> [Problem description] Across the records that follow, give the number of lines containing the word "Option" and nothing else.

==============================

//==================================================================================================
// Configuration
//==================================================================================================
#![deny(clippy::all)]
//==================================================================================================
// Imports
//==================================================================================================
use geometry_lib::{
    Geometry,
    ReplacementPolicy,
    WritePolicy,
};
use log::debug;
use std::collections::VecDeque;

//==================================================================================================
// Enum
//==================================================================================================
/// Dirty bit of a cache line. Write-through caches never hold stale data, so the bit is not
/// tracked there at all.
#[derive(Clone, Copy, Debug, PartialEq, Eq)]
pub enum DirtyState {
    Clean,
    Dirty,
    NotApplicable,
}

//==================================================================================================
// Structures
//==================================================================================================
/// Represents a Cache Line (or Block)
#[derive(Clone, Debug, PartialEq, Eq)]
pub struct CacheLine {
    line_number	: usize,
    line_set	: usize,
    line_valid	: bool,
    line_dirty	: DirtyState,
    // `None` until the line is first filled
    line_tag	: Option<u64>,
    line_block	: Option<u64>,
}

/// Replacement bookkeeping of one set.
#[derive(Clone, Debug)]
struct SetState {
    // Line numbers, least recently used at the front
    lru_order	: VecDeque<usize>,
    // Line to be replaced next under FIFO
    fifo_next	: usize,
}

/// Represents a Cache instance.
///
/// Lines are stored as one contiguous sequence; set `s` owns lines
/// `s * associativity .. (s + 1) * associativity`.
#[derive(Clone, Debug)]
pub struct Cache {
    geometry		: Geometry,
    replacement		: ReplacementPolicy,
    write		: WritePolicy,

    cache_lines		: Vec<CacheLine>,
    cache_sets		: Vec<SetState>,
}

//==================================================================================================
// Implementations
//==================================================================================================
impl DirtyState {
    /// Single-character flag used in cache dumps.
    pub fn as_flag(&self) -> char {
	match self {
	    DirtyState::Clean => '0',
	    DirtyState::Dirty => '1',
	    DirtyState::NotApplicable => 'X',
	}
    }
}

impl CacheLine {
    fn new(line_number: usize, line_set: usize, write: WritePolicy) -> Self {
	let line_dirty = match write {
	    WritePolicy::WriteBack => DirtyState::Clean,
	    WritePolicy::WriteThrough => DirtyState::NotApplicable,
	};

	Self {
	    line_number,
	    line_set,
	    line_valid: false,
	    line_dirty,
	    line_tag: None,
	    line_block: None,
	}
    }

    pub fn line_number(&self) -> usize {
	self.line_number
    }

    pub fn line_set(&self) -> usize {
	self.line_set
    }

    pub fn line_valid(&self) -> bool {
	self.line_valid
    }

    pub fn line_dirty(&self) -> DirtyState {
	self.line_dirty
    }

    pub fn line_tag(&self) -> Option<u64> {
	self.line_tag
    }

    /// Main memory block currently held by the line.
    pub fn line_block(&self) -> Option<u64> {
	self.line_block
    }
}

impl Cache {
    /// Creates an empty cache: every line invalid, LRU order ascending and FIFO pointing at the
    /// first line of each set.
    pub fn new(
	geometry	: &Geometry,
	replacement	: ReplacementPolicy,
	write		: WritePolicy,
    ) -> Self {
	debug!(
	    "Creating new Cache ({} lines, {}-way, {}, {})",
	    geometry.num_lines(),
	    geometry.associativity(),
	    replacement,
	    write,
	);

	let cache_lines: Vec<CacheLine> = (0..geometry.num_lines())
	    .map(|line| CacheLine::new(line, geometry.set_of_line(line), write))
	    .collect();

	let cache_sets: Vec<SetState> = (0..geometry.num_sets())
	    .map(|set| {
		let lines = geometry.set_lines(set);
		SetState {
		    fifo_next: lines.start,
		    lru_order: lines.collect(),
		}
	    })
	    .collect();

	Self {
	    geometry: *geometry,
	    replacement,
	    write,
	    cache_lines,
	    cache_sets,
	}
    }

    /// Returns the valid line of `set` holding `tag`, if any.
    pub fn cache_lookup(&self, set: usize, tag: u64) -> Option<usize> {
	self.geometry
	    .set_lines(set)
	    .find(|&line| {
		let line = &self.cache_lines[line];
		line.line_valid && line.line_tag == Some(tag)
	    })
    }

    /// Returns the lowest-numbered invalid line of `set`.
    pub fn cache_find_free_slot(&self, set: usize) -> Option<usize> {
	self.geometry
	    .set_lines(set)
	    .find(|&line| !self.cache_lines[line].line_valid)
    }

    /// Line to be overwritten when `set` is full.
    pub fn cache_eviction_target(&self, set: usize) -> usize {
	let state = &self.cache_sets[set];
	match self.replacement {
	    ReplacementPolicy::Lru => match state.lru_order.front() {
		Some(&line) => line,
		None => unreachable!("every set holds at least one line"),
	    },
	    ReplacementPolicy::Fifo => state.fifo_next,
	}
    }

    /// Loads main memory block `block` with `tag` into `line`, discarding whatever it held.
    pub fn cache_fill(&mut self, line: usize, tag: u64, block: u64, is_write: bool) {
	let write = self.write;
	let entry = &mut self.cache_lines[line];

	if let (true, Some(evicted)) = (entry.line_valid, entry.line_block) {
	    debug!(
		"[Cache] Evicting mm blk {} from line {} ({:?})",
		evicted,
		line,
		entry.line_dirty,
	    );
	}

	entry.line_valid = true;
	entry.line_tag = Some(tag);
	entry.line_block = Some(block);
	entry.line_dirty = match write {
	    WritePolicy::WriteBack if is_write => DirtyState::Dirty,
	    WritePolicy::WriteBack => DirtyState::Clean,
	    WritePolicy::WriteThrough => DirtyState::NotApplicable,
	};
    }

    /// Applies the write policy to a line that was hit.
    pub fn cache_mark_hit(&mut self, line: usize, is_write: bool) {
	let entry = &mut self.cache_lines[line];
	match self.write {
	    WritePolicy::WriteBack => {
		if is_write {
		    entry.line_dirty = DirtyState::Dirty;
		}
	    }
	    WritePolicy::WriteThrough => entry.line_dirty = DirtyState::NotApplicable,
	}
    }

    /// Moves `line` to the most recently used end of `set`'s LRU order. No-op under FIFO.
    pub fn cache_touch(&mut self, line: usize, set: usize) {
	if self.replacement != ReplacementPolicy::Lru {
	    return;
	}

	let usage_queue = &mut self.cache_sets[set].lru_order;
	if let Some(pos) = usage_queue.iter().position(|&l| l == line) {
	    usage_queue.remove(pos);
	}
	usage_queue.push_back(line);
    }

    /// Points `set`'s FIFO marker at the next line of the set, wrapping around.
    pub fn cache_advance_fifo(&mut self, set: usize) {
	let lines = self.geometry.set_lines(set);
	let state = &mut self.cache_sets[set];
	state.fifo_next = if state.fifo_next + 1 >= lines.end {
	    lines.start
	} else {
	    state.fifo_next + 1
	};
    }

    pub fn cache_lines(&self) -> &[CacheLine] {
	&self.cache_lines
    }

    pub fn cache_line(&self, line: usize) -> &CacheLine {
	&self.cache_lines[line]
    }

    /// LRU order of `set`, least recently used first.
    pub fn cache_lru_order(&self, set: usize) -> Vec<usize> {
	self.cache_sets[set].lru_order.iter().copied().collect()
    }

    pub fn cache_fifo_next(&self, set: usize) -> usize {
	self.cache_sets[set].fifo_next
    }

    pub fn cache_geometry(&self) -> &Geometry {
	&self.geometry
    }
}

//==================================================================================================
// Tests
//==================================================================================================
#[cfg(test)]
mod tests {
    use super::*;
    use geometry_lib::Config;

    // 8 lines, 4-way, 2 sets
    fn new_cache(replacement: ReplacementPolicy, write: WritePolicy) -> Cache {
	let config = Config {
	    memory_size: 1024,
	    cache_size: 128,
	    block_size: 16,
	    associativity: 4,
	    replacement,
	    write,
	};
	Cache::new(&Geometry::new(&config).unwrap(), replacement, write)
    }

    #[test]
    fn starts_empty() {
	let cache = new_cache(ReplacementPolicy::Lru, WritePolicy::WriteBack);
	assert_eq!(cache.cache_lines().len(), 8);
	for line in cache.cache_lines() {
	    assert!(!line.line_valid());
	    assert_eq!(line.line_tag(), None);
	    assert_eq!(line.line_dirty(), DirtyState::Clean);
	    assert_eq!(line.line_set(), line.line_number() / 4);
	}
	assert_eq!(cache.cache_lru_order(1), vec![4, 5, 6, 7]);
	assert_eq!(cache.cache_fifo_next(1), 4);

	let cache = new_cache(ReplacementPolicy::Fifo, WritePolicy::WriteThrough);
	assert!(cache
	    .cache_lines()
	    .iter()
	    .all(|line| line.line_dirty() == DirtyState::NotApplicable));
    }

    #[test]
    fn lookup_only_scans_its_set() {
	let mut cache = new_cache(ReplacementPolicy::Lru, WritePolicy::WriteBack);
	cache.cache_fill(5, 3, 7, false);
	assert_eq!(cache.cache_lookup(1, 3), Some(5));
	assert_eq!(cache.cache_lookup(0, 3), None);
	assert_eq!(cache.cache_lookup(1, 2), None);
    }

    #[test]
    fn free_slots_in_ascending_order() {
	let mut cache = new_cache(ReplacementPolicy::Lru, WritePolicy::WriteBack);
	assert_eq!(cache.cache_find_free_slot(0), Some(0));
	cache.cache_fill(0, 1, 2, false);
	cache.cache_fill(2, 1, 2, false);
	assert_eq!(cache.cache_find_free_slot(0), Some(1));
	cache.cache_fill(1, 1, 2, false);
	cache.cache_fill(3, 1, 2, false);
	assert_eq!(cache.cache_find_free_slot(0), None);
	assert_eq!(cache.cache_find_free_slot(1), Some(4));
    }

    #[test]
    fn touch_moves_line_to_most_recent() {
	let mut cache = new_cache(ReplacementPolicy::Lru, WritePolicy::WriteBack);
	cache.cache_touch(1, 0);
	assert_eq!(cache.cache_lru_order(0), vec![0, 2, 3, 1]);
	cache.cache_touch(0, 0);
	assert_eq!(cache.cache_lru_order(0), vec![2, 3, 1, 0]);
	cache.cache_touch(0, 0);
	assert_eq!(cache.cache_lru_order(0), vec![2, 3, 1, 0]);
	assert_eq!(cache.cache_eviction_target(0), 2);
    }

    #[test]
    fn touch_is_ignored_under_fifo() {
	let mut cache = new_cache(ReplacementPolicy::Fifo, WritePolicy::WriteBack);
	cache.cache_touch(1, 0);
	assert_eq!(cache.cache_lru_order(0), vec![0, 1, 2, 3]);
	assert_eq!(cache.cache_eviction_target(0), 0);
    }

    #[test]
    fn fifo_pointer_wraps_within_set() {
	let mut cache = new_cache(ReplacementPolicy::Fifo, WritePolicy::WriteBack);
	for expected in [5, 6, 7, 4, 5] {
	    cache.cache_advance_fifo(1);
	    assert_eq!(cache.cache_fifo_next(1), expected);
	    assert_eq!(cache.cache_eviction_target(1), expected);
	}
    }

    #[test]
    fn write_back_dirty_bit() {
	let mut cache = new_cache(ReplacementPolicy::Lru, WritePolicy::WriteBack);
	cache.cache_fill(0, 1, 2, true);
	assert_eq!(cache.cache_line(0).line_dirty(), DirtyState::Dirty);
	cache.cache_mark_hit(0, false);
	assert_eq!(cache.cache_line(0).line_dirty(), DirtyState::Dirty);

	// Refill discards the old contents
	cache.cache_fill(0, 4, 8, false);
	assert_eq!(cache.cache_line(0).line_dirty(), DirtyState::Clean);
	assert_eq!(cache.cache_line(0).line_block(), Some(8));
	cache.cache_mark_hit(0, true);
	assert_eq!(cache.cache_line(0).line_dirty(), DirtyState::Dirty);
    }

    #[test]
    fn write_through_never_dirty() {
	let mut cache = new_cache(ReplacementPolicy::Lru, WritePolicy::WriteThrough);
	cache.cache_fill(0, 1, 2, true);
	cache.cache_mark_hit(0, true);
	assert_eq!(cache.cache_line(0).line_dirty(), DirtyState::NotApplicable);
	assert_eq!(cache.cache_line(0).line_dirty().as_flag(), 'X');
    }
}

==============================

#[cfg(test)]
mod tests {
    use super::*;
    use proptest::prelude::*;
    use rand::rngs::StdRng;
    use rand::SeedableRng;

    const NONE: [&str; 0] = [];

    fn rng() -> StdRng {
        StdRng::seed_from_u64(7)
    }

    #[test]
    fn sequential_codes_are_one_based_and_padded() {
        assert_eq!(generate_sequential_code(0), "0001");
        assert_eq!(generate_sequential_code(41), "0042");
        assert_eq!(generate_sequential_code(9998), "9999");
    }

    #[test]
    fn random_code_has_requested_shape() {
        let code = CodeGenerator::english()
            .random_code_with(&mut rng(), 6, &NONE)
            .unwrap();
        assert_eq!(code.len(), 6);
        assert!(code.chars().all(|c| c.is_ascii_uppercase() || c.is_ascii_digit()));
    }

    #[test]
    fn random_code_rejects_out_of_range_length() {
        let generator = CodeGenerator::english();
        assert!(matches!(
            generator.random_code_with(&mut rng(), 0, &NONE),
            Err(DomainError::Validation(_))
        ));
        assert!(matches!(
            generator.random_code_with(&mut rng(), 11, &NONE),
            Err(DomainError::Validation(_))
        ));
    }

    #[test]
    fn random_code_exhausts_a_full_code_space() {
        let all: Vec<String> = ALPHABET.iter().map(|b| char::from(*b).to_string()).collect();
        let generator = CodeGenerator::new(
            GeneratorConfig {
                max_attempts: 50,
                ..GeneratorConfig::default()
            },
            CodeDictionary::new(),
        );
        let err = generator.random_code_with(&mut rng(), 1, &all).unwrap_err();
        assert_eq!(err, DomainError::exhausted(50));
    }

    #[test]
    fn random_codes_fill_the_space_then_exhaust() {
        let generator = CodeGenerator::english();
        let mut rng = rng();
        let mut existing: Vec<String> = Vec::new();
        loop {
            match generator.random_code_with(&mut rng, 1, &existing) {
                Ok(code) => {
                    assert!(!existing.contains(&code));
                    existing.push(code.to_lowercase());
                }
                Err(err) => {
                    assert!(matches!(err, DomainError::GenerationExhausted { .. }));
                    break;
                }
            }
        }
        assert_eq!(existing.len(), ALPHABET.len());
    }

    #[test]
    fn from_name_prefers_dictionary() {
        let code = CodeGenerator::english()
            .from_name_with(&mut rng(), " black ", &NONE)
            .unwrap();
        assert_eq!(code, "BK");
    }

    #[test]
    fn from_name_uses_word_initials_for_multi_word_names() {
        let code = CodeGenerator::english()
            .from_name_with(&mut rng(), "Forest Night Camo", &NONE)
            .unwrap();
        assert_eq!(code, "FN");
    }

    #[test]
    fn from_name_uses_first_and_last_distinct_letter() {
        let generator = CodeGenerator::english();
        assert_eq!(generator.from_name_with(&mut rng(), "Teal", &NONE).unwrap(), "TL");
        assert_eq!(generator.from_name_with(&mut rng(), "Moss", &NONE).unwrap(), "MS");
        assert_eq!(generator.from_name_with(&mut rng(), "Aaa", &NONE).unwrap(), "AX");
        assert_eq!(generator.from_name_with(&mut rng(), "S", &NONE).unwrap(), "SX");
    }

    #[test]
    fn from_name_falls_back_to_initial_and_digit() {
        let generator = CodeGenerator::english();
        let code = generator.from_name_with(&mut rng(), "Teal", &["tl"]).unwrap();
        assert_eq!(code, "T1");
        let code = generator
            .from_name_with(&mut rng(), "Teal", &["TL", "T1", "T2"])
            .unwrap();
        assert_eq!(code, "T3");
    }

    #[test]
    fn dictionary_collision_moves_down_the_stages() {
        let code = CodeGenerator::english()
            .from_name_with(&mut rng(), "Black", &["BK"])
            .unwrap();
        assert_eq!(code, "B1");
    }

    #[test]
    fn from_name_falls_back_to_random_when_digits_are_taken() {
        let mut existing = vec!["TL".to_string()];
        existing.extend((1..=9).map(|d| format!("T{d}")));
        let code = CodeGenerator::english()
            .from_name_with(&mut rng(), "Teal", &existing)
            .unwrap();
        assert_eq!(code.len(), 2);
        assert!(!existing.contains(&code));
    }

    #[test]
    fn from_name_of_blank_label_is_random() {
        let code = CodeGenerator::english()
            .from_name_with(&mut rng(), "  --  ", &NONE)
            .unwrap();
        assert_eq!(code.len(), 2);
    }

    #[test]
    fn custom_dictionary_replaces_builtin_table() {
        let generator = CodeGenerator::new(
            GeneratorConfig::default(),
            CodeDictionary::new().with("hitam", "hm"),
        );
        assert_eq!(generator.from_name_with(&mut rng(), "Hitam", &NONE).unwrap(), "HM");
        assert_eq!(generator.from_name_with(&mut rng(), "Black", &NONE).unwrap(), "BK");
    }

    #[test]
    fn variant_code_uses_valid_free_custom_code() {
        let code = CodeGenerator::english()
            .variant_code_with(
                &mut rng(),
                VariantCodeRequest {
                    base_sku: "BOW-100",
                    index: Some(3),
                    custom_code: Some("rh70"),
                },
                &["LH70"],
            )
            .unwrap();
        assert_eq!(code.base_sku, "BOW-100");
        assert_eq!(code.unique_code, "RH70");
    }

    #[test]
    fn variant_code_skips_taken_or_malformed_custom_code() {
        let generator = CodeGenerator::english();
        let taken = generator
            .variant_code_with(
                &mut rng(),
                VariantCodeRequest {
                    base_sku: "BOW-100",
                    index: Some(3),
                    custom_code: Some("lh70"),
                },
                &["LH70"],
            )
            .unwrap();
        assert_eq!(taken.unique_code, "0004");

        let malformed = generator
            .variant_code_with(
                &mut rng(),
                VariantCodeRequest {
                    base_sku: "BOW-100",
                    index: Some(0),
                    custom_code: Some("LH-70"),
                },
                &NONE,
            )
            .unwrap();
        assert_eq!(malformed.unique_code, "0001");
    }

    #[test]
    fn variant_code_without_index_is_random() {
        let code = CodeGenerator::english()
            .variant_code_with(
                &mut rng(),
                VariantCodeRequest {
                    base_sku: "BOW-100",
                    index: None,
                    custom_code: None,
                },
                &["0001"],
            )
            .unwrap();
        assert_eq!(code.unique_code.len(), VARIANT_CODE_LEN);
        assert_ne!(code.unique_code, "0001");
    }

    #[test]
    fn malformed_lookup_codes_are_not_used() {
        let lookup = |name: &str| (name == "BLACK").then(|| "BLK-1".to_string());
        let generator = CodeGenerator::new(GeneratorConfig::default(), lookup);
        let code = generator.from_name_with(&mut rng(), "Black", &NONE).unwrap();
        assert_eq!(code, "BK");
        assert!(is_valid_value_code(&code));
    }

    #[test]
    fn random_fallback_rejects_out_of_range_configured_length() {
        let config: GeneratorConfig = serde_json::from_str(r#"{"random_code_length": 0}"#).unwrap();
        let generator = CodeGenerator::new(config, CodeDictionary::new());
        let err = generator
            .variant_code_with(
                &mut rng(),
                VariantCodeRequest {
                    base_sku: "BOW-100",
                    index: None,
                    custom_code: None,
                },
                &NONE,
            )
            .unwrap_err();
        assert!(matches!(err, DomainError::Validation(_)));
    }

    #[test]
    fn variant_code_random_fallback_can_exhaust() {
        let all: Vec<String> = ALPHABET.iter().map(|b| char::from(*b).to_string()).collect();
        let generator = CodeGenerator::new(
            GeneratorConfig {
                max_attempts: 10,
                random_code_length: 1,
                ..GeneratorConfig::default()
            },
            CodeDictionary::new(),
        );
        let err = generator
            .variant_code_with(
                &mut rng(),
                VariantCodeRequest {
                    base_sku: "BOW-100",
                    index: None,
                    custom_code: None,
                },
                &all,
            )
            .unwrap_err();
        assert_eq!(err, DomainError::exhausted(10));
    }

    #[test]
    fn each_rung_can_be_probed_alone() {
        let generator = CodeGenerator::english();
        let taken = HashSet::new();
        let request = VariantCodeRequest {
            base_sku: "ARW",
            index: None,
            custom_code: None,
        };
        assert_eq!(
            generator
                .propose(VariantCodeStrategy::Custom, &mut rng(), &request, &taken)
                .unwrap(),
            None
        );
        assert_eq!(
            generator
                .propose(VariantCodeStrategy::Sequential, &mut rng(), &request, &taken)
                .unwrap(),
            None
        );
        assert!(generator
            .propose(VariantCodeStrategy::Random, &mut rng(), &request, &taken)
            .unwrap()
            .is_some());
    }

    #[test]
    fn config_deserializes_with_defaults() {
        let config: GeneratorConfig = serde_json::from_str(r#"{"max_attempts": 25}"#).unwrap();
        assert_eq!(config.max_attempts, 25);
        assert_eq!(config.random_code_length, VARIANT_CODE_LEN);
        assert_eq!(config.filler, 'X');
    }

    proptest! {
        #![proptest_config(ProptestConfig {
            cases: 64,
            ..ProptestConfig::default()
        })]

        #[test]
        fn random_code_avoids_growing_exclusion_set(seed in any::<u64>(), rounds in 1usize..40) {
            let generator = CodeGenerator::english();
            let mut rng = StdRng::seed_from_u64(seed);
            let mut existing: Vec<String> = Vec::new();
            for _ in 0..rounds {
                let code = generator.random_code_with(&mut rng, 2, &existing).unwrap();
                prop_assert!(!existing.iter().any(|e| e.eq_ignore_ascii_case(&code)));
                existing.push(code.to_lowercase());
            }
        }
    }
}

==============================

> [Answer to this exercise] 6